BEGIN

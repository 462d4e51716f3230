use async_trait::async_trait;
use lettre::message::{Mailbox, MultiPart};
use lettre::transport::smtp::authentication::Credentials;
use lettre::{AsyncSmtpTransport, AsyncTransport, Message, Tokio1Executor};
use std::fmt;
use tracing::info;

use super::{message, Notifier, NotifyError};
use crate::config::Email;
use crate::model::Listing;

/// SMTP delivery with STARTTLS, one multipart (plain + HTML) mail per listing.
pub struct EmailNotifier {
    transport: AsyncSmtpTransport<Tokio1Executor>,
    from: Mailbox,
    to: Mailbox,
    server: String,
}

impl fmt::Debug for EmailNotifier {
    fn fmt(&self, f: &mut fmt::Formatter<'_>) -> fmt::Result {
        f.debug_struct("EmailNotifier")
            .field("server", &self.server)
            .field("to", &self.to.to_string())
            .finish_non_exhaustive()
    }
}

impl EmailNotifier {
    pub fn from_config(cfg: &Email) -> Result<Self, NotifyError> {
        let from: Mailbox = cfg.username.trim().parse()?;
        let to: Mailbox = cfg.to.trim().parse()?;
        let transport = AsyncSmtpTransport::<Tokio1Executor>::starttls_relay(cfg.smtp_server.trim())?
            .port(cfg.smtp_port)
            .credentials(Credentials::new(cfg.username.clone(), cfg.password.clone()))
            .build();
        Ok(Self {
            transport,
            from,
            to,
            server: cfg.smtp_server.clone(),
        })
    }

    pub fn build_message(&self, listing: &Listing) -> Result<Message, NotifyError> {
        let msg = Message::builder()
            .from(self.from.clone())
            .to(self.to.clone())
            .subject(message::subject(listing))
            .multipart(MultiPart::alternative_plain_html(
                message::text(listing),
                message::html(listing),
            ))?;
        Ok(msg)
    }
}

#[async_trait]
impl Notifier for EmailNotifier {
    async fn send(&self, listing: &Listing) -> Result<(), NotifyError> {
        let msg = self.build_message(listing)?;
        self.transport.send(msg).await?;
        info!(listing_id = %listing.id, server = %self.server, "email notification sent");
        Ok(())
    }
}
use async_trait::async_trait;
use reqwest::{Client, Url};
use std::fmt;
use std::time::Duration;
use tracing::{info, warn};

use super::{message, Notifier, NotifyError};
use crate::config::Push;
use crate::model::Listing;

const PUSH_TITLE: &str = "New apartment listing";

/// Posts the plain-text message to `<server>/<topic>` (ntfy protocol).
#[derive(Clone)]
pub struct PushNotifier {
    http: Client,
    endpoint: Url,
}

impl fmt::Debug for PushNotifier {
    fn fmt(&self, f: &mut fmt::Formatter<'_>) -> fmt::Result {
        f.debug_struct("PushNotifier")
            .field("endpoint", &self.endpoint)
            .finish_non_exhaustive()
    }
}

impl PushNotifier {
    pub fn from_config(cfg: &Push) -> Result<Self, NotifyError> {
        let server = Url::parse(&format!("{}/", cfg.server.trim_end_matches('/')))
            .map_err(|_| NotifyError::Config("notify.push.server must be an absolute URL"))?;
        let endpoint = server
            .join(cfg.topic.trim())
            .map_err(|_| NotifyError::Config("notify.push.topic is not a valid path segment"))?;
        let http = Client::builder()
            .user_agent(concat!("flat-watch/", env!("CARGO_PKG_VERSION")))
            .timeout(Duration::from_secs(15))
            .build()?;
        Ok(Self { http, endpoint })
    }

    pub fn endpoint(&self) -> &Url {
        &self.endpoint
    }

    pub fn build_request(&self, listing: &Listing) -> Result<reqwest::Request, NotifyError> {
        let mut req = self
            .http
            .post(self.endpoint.clone())
            .header("Title", PUSH_TITLE)
            .header("Priority", "high")
            .header("Tags", "house")
            .body(message::text(listing));
        // Header values must be visible ASCII; skip the click target otherwise.
        if let Some(url) = listing.url.as_deref().filter(|u| u.is_ascii()) {
            req = req.header("Click", url);
        }
        Ok(req.build()?)
    }
}

#[async_trait]
impl Notifier for PushNotifier {
    async fn send(&self, listing: &Listing) -> Result<(), NotifyError> {
        let request = self.build_request(listing)?;
        let res = self.http.execute(request).await?;
        let status = res.status();
        if !status.is_success() {
            let body = res.text().await.unwrap_or_default();
            warn!(listing_id = %listing.id, %status, "push endpoint rejected notification");
            return Err(NotifyError::Status { status, body });
        }
        info!(listing_id = %listing.id, "push notification sent");
        Ok(())
    }
}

END

§ What is needed
Up to and including the line with "let msg = self.build_message(listing)?;", output each line of the entries above exactly, starting from the first.

§ Exercise output
repository 462d4e51716f3230
use async_trait::async_trait;
use lettre::message::{Mailbox, MultiPart};
use lettre::transport::smtp::authentication::Credentials;
use lettre::{AsyncSmtpTransport, AsyncTransport, Message, Tokio1Executor};
use std::fmt;
use tracing::info;

use super::{message, Notifier, NotifyError};
use crate::config::Email;
use crate::model::Listing;

/// SMTP delivery with STARTTLS, one multipart (plain + HTML) mail per listing.
pub struct EmailNotifier {
    transport: AsyncSmtpTransport<Tokio1Executor>,
    from: Mailbox,
    to: Mailbox,
    server: String,
}

impl fmt::Debug for EmailNotifier {
    fn fmt(&self, f: &mut fmt::Formatter<'_>) -> fmt::Result {
        f.debug_struct("EmailNotifier")
            .field("server", &self.server)
            .field("to", &self.to.to_string())
            .finish_non_exhaustive()
    }
}

impl EmailNotifier {
    pub fn from_config(cfg: &Email) -> Result<Self, NotifyError> {
        let from: Mailbox = cfg.username.trim().parse()?;
        let to: Mailbox = cfg.to.trim().parse()?;
        let transport = AsyncSmtpTransport::<Tokio1Executor>::starttls_relay(cfg.smtp_server.trim())?
            .port(cfg.smtp_port)
            .credentials(Credentials::new(cfg.username.clone(), cfg.password.clone()))
            .build();
        Ok(Self {
            transport,
            from,
            to,
            server: cfg.smtp_server.clone(),
        })
    }

    pub fn build_message(&self, listing: &Listing) -> Result<Message, NotifyError> {
        let msg = Message::builder()
            .from(self.from.clone())
            .to(self.to.clone())
            .subject(message::subject(listing))
            .multipart(MultiPart::alternative_plain_html(
                message::text(listing),
                message::html(listing),
            ))?;
        Ok(msg)
    }
}

#[async_trait]
impl Notifier for EmailNotifier {
    async fn send(&self, listing: &Listing) -> Result<(), NotifyError> {
        let msg = self.build_message(listing)?;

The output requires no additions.